UNITED STATES DISTRICT COURT SOUTHERN DISTRICT OF FLORIDA
Feb 8, 2019
Case No. 18-24133-Civ-SCOLA/TORRES (S.D. Fla. Feb. 8, 2019)

Opinion

Case No. 18-24133-Civ-SCOLA/TORRES

02-08-2019

ANDRES GOMEZ, Plaintiff, v. 1131 KENT, LLC d/b/a KENT HOTEL, Defendant.


ORDER ON PLAINTIFF'S MOTION TO STRIKE

This matter is before the Court on Andres Gomez's ("Plaintiff") motion to strike 1131 Kent, LLC's d/b/a Ken Hotel ("Defendant") affirmative defenses. [D.E. 12]. Defendant responded to Plaintiff's motion on December 13, 2018 [D.E. 15] to which Plaintiff did not reply and the time to do so has now passed. Therefore, Plaintiff's motion is ripe for disposition. After careful consideration of the motion, response, relevant authority, and for the reasons discussed below, Plaintiffs' motion to strike is DENIED.

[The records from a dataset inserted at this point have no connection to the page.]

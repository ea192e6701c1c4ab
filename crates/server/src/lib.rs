pub mod routes;
pub mod startup;
pub mod errors;
pub mod state;
pub mod session;
pub mod flash;
pub mod pages;

pub use startup::run;
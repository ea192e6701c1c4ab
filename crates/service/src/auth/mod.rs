//! Auth module: three-layer architecture (domain, repository, service).
//!
//! Account sign-up and login for event owners, plus the session token
//! format shared with the web layer.

pub mod domain;
pub mod errors;
pub mod repository;
pub mod service;
pub mod repo;
pub mod token;

pub use service::AuthService;
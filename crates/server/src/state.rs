use chrono::FixedOffset;
use sea_orm::DatabaseConnection;
use std::sync::Arc;

use service::auth::{repo::seaorm::SeaOrmAuthRepository, service::{AuthConfig, AuthService}};

#[derive(Clone)]
pub struct ServerAuthConfig {
    pub jwt_secret: String,
    pub session_hours: i64,
}

/// Shared handler state: the connection pool plus the few settings
/// handlers need on every request.
#[derive(Clone)]
pub struct ServerState {
    pub db: DatabaseConnection,
    pub auth: ServerAuthConfig,
    /// Local zone for event form dates and page rendering.
    pub offset: FixedOffset,
}

impl ServerState {
    pub fn auth_service(&self) -> AuthService<SeaOrmAuthRepository> {
        let repo = Arc::new(SeaOrmAuthRepository { db: self.db.clone() });
        AuthService::new(repo, AuthConfig::with_secret(self.auth.jwt_secret.clone(), self.auth.session_hours))
    }
}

I. APPLICABLE PRINCIPLES AND LAW

A party may move to strike pursuant to Rule 12(f) of the Federal Rules "an insufficient defense or any redundant, immaterial, impertinent, or scandalous matter." Fed. R. Civ. P. 12(f). "An affirmative defense is one that admits to the complaint, but avoids liability, wholly or partly, by new allegations of excuse, justification or other negating matter." Royal Palm Sav. Ass'n v. Pine Trace Corp., 716 F. Supp. 1416, 1420 (M.D. Fla. 1989) (quoting Fla. East Coast Railway Co. v. Peters, 72 Fla. 311, 73 So. 151 (Fla. 1916)). Thus, affirmative defenses are pleadings, and as a result, must comply with all the same pleading requirements applicable to complaints. See Home Management Solutions, Inc. v. Prescient, Inc., 2007 WL 2412834, at *1 (S.D. Fla. Aug. 27, 2007). Affirmative defenses must also follow the general pleading standard of FED R. CIV. P. 8(a), which requires a "short and plain statement" of the asserted defense. See Morrison v. Executive Aircraft Refinishing, Inc., 434 F. Supp. 2d 1314, 1318 (S.D. Fla. 2005). A defendant must admit the essential facts of the complaint and bring forth other facts in justification or avoidance to establish an affirmative defense. See id.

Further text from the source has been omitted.